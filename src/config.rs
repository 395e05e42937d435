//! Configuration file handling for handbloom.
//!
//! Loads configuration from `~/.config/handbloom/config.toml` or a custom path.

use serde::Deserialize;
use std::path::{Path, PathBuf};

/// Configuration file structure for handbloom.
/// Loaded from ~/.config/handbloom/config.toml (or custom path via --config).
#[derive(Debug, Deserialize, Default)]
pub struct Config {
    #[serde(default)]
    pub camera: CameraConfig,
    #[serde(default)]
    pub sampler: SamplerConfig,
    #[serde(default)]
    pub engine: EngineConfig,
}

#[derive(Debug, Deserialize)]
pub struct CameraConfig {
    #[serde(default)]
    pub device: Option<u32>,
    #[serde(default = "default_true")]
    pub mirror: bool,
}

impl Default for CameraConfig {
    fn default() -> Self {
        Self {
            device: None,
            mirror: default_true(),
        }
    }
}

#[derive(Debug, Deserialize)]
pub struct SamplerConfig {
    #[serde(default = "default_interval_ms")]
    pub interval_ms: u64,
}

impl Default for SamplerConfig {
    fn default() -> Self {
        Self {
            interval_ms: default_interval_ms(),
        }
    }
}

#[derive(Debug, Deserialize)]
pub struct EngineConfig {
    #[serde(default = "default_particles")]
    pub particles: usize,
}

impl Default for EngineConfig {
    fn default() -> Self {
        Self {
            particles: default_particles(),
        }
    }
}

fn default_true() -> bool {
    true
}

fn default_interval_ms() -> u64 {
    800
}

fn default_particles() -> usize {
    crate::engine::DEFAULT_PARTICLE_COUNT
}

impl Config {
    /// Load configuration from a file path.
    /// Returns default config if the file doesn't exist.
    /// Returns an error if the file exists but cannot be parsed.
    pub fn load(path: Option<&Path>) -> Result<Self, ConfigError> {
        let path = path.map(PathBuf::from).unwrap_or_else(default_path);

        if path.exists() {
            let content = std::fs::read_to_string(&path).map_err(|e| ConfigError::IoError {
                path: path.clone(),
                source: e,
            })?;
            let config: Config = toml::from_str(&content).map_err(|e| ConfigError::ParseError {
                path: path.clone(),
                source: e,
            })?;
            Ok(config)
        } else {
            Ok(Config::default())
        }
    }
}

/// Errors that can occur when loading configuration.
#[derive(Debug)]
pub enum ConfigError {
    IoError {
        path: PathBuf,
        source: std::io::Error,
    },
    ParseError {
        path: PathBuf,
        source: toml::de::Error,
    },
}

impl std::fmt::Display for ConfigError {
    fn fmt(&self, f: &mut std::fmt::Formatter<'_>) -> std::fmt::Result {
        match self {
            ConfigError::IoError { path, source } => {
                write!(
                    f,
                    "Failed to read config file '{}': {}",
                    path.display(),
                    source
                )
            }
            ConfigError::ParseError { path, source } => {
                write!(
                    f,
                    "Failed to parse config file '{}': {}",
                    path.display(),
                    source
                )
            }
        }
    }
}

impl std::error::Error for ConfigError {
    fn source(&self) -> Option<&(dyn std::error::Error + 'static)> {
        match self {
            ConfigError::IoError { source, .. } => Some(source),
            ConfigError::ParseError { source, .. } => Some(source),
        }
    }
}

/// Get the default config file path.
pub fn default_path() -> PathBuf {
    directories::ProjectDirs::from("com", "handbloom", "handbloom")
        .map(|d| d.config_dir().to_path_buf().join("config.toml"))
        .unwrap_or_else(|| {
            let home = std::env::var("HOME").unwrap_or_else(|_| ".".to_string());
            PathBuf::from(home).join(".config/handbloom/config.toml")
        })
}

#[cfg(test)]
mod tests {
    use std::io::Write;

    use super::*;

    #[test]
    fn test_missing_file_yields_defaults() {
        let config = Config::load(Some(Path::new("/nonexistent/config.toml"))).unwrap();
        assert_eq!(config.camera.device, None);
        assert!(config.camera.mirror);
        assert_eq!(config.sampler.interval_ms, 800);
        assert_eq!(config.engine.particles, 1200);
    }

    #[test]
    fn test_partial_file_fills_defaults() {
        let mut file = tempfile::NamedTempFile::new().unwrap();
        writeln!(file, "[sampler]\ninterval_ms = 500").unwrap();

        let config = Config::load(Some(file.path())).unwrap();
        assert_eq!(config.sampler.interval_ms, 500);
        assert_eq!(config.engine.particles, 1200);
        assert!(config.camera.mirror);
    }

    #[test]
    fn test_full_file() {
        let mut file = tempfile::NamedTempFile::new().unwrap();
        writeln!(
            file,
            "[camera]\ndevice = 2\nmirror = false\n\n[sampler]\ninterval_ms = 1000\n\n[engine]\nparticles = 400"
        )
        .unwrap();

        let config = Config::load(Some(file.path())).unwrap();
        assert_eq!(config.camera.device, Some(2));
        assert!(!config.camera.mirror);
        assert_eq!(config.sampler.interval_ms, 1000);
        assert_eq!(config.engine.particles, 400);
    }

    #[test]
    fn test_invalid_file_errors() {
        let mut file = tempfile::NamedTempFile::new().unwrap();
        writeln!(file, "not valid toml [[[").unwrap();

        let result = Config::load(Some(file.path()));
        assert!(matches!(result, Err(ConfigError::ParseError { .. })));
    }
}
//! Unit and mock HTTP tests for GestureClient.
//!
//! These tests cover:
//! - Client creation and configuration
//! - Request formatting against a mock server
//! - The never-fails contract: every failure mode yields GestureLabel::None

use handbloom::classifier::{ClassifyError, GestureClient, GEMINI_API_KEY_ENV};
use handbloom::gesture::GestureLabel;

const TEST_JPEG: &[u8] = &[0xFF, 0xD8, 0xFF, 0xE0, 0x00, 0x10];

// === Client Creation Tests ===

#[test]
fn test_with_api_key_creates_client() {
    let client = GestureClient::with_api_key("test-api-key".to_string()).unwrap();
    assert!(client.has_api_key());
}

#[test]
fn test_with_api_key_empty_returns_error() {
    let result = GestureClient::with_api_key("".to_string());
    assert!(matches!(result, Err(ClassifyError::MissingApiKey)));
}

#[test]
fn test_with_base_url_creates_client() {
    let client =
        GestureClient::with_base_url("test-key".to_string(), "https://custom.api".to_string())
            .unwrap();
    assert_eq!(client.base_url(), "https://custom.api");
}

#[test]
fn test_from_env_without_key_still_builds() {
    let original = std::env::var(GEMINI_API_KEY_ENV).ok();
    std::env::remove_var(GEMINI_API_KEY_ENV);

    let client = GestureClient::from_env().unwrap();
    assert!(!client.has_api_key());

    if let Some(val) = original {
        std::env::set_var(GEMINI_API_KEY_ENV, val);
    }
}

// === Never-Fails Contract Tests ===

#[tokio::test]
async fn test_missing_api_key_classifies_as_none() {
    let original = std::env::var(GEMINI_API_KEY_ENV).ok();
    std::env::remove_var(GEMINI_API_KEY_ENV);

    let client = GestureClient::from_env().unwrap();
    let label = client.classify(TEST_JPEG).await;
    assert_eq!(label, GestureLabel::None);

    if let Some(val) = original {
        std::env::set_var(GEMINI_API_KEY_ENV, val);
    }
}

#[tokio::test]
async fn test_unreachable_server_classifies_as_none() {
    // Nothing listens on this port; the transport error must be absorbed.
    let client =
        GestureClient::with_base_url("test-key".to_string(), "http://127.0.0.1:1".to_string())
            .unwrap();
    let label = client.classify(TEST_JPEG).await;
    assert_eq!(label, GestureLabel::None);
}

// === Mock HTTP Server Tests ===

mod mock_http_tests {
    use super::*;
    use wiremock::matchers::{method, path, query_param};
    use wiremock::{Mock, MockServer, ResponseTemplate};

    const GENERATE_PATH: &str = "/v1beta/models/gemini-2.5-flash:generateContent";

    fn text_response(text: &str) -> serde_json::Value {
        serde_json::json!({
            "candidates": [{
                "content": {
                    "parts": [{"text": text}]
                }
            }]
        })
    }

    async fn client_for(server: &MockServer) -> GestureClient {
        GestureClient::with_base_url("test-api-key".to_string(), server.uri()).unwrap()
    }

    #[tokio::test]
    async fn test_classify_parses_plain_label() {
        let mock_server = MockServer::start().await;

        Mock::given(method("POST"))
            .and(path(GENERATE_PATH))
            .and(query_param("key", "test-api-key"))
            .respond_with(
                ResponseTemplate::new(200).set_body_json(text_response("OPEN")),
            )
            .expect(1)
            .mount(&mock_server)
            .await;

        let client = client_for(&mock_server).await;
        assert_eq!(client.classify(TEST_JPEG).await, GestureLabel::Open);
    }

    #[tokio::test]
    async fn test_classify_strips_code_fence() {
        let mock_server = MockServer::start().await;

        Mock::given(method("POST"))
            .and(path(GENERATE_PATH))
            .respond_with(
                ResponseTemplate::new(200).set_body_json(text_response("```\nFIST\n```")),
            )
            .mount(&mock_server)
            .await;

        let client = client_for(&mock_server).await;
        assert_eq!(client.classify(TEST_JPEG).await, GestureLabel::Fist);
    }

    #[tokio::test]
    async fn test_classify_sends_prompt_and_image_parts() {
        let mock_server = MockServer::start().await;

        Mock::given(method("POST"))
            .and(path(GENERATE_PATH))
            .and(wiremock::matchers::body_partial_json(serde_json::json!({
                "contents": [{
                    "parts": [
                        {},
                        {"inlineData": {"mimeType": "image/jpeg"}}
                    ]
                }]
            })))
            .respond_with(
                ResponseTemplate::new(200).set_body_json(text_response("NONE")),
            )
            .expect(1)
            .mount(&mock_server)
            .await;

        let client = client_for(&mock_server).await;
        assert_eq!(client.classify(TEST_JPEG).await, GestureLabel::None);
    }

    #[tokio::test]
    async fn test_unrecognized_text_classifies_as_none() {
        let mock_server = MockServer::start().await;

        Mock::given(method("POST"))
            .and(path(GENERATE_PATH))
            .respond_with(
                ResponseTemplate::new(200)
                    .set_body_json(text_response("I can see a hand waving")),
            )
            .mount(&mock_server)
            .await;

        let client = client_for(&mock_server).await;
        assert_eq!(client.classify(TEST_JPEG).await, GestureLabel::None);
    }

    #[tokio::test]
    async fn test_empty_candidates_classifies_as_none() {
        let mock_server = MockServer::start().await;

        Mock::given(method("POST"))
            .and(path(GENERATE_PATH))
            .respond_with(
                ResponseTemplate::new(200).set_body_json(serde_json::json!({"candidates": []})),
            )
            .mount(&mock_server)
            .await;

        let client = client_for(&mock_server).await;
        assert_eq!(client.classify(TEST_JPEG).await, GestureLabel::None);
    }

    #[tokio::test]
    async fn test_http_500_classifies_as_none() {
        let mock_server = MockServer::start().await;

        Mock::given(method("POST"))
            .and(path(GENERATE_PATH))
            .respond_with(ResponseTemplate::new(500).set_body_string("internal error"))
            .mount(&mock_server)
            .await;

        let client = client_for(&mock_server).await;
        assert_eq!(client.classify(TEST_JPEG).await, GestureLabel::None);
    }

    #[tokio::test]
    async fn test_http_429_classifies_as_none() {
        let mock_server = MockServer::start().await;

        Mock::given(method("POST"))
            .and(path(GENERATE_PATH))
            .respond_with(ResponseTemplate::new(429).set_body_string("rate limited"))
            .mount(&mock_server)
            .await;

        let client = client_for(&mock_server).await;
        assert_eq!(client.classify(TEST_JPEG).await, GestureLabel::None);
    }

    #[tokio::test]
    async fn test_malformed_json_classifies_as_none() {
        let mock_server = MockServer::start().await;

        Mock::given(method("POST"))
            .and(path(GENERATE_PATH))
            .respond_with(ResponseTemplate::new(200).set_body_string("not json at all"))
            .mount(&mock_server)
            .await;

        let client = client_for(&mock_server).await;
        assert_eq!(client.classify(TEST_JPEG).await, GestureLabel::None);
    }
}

Assigned task:
Among the lines above, find each one containing the string "toml" and copy it.

Result of the task:
//! Loads configuration from `~/.config/handbloom/config.toml` or a custom path.
/// Loaded from ~/.config/handbloom/config.toml (or custom path via --config).
            let config: Config = toml::from_str(&content).map_err(|e| ConfigError::ParseError {
        source: toml::de::Error,
        .map(|d| d.config_dir().to_path_buf().join("config.toml"))
            PathBuf::from(home).join(".config/handbloom/config.toml")
        let config = Config::load(Some(Path::new("/nonexistent/config.toml"))).unwrap();
        writeln!(file, "not valid toml [[[").unwrap();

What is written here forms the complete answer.